- Exercise objective: Both the line below containing "let pts = [(1.4, 2.6), (10.0, 2.0), (10.0, 8.0), (1.0, 8.0)];" and the line containing "state (axum) |", along with every line between them, should be repeated exactly; no other line belongs in the answer.
↓↓↓
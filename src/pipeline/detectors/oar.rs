//! oar-ocr detector: ONNX text detection + recognition, fully local.

use crate::config::OcrSettings;
use crate::error::ExtractError;
use crate::pipeline::ocr::{TextDetector, TextSpan};
use oar_ocr::oarocr::{OAROCRBuilder, OAROCR};
use std::path::PathBuf;
use tracing::info;

pub struct OarDetector {
    ocr: OAROCR,
}

impl OarDetector {
    /// Load the detection / recognition models and the character dictionary.
    pub fn from_settings(settings: &OcrSettings) -> Result<Self, ExtractError> {
        let det = required(&settings.det_model, "--oar-det-model")?;
        let rec = required(&settings.rec_model, "--oar-rec-model")?;
        let dict = required(&settings.dict_path, "--oar-dict")?;

        let ocr = OAROCRBuilder::new(&det, &rec, &dict)
            .build()
            .map_err(|e| ExtractError::DetectorUnavailable {
                detector: "oar".to_string(),
                detail: e.to_string(),
            })?;
        info!("Loaded oar-ocr models: {}", det.display());
        Ok(Self { ocr })
    }
}

fn required(path: &Option<PathBuf>, flag: &str) -> Result<PathBuf, ExtractError> {
    match path {
        Some(p) if p.exists() => Ok(p.clone()),
        Some(p) => Err(ExtractError::DetectorUnavailable {
            detector: "oar".to_string(),
            detail: format!("model file not found: {}", p.display()),
        }),
        None => Err(ExtractError::DetectorUnavailable {
            detector: "oar".to_string(),
            detail: format!("{flag} is required"),
        }),
    }
}

impl TextDetector for OarDetector {
    fn name(&self) -> &str {
        "oar"
    }

    fn detect(&self, image: &[u8]) -> Result<Vec<TextSpan>, String> {
        let img = image::load_from_memory(image)
            .map_err(|e| format!("decode: {e}"))?
            .to_rgb8();
        let result = self
            .ocr
            .predict(vec![img])
            .map_err(|e| e.to_string())?
            .into_iter()
            .next()
            .ok_or_else(|| "no result returned".to_string())?;

        Ok(result
            .text_regions
            .iter()
            .filter_map(|region| {
                let text = region.text.as_deref()?.trim();
                if text.is_empty() {
                    return None;
                }
                let points: Vec<(f32, f32)> = region
                    .bounding_box
                    .points
                    .iter()
                    .map(|p| (p.x, p.y))
                    .collect();
                Some(TextSpan {
                    text: text.to_string(),
                    confidence: region.confidence.unwrap_or(0.0).clamp(0.0, 1.0),
                    bbox: quad(&points),
                })
            })
            .collect())
    }
}

/// Four integer corners from a detection polygon.
///
/// A four-point polygon keeps its corners; anything else collapses to its
/// axis-aligned bounding rectangle.
fn quad(points: &[(f32, f32)]) -> [[i32; 2]; 4] {
    let r = |v: f32| v.round() as i32;
    if let [a, b, c, d] = points {
        return [[r(a.0), r(a.1)], [r(b.0), r(b.1)], [r(c.0), r(c.1)], [r(d.0), r(d.1)]];
    }
    let (mut x0, mut y0, mut x1, mut y1) = (f32::MAX, f32::MAX, f32::MIN, f32::MIN);
    for &(x, y) in points {
        x0 = x0.min(x);
        y0 = y0.min(y);
        x1 = x1.max(x);
        y1 = y1.max(y);
    }
    if points.is_empty() {
        return [[0, 0]; 4];
    }
    [[r(x0), r(y0)], [r(x1), r(y0)], [r(x1), r(y1)], [r(x0), r(y1)]]
}

#[cfg(test)]
mod tests {
    use super::*;

    #[test]
    fn quad_keeps_four_corners() {
        let pts = [(1.4, 2.6), (10.0, 2.0), (10.0, 8.0), (1.0, 8.0)];
        assert_eq!(quad(&pts), [[1, 3], [10, 2], [10, 8], [1, 8]]);
    }

    #[test]
    fn quad_collapses_polygons() {
        let pts = [(0.0, 0.0), (5.0, 1.0), (6.0, 4.0), (2.0, 6.0), (0.0, 3.0)];
        assert_eq!(quad(&pts), [[0, 0], [6, 0], [6, 6], [0, 6]]);
        assert_eq!(quad(&[]), [[0, 0]; 4]);
    }

    #[test]
    fn missing_model_paths_are_reported() {
        let err = OarDetector::from_settings(&OcrSettings::default()).err().unwrap();
        assert!(err.to_string().contains("--oar-det-model"));
    }
}
//! # edgequake-img2json
//!
//! Extract structured JSON from scanned document images (invoices, receipts,
//! forms) using a vision-capable language model, or a local OCR pass
//! followed by a text model.
//!
//! ## Pipeline Overview
//!
//! ```text
//! image(s)
//!  │
//!  ├─ 1. Input     local file, directory or URL; sniffed as PNG / JPEG
//!  ├─ 2. Extract   vision:  image + schema → VLM (single-shot or streamed)
//!  │               ocr:     tesseract / oar-ocr → text → JSON-mode LLM
//!  ├─ 3. Sanitize  strip markdown fences, parse JSON (invalid → error record)
//!  └─ 4. Batch     tag every record with `source_file`, collect failures
//! ```
//!
//! ## Quick Start
//!
//! ```rust,no_run
//! use edgequake_img2json::{extract_batch, ExtractionConfig};
//!
//! #[tokio::main]
//! async fn main() -> Result<(), Box<dyn std::error::Error>> {
//!     // Provider auto-detected from OPENAI_API_KEY / GROQ_API_KEY / ...
//!     let config = ExtractionConfig::builder().schema("invoice").build()?;
//!     let output = extract_batch(&["scans/".to_string()], &config).await?;
//!     println!("{}", serde_json::to_string_pretty(&output.to_json_array())?);
//!     for failure in &output.failures {
//!         eprintln!("{failure}");
//!     }
//!     Ok(())
//! }
//! ```
//!
//! ## Feature Flags
//!
//! | Feature  | Default | Description |
//! |----------|---------|-------------|
//! | `cli`    | on      | Enables the `img2json` binary (clap + anyhow + indicatif) |
//! | `server` | on      | JSON HTTP API with per-session state (axum) |
//! | `oar`    | off     | oar-ocr ONNX text detector for the OCR backend |
//!
//! Library-only use:
//! ```toml
//! edgequake-img2json = { version = "0.1", default-features = false }
//! ```

// ── Modules ──────────────────────────────────────────────────────────────

pub mod config;
pub mod error;
pub mod extract;
pub mod output;
pub mod pipeline;
pub mod progress;
pub mod prompts;
pub mod provider;
pub mod schema;
pub mod session;
pub mod stream;

#[cfg(feature = "server")]
pub mod server;

// ── Re-exports ───────────────────────────────────────────────────────────

pub use config::{Backend, DetectorKind, ExtractionConfig, ExtractionConfigBuilder, OcrSettings};
pub use error::{ExtractError, FileError};
pub use extract::{
    artifact_file_name, batch_artifact_name, build_extractor, extract_batch, extract_batch_sync,
    extract_file, extract_inputs, run_batch, write_json_artifact, Extractor,
};
pub use output::{
    BatchEntry, BatchOutput, BatchStats, EntryRecord, ExtractedDocument, ExtractionResult,
    FileOutput,
};
pub use pipeline::input::InputFile;
pub use pipeline::ocr::{Detection, OcrExtractor, TextDetector, TextSpan};
pub use pipeline::sanitize::{clean, parse_model_output};
pub use pipeline::vision::VisionExtractor;
pub use progress::{BatchProgressCallback, NoopProgressCallback, ProgressCallback};
pub use schema::SchemaCatalog;
pub use session::{ActiveView, SessionError, SessionState, SessionStore};
pub use stream::{drain_fragments, FragmentStream};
↑↑↑
- Solved exercise:
        let pts = [(1.4, 2.6), (10.0, 2.0), (10.0, 8.0), (1.0, 8.0)];
        assert_eq!(quad(&pts), [[1, 3], [10, 2], [10, 8], [1, 8]]);
    }

    #[test]
    fn quad_collapses_polygons() {
        let pts = [(0.0, 0.0), (5.0, 1.0), (6.0, 4.0), (2.0, 6.0), (0.0, 3.0)];
        assert_eq!(quad(&pts), [[0, 0], [6, 0], [6, 6], [0, 6]]);
        assert_eq!(quad(&[]), [[0, 0]; 4]);
    }

    #[test]
    fn missing_model_paths_are_reported() {
        let err = OarDetector::from_settings(&OcrSettings::default()).err().unwrap();
        assert!(err.to_string().contains("--oar-det-model"));
    }
}
//! # edgequake-img2json
//!
//! Extract structured JSON from scanned document images (invoices, receipts,
//! forms) using a vision-capable language model, or a local OCR pass
//! followed by a text model.
//!
//! ## Pipeline Overview
//!
//! ```text
//! image(s)
//!  │
//!  ├─ 1. Input     local file, directory or URL; sniffed as PNG / JPEG
//!  ├─ 2. Extract   vision:  image + schema → VLM (single-shot or streamed)
//!  │               ocr:     tesseract / oar-ocr → text → JSON-mode LLM
//!  ├─ 3. Sanitize  strip markdown fences, parse JSON (invalid → error record)
//!  └─ 4. Batch     tag every record with `source_file`, collect failures
//! ```
//!
//! ## Quick Start
//!
//! ```rust,no_run
//! use edgequake_img2json::{extract_batch, ExtractionConfig};
//!
//! #[tokio::main]
//! async fn main() -> Result<(), Box<dyn std::error::Error>> {
//!     // Provider auto-detected from OPENAI_API_KEY / GROQ_API_KEY / ...
//!     let config = ExtractionConfig::builder().schema("invoice").build()?;
//!     let output = extract_batch(&["scans/".to_string()], &config).await?;
//!     println!("{}", serde_json::to_string_pretty(&output.to_json_array())?);
//!     for failure in &output.failures {
//!         eprintln!("{failure}");
//!     }
//!     Ok(())
//! }
//! ```
//!
//! ## Feature Flags
//!
//! | Feature  | Default | Description |
//! |----------|---------|-------------|
//! | `cli`    | on      | Enables the `img2json` binary (clap + anyhow + indicatif) |
//! | `server` | on      | JSON HTTP API with per-session state (axum) |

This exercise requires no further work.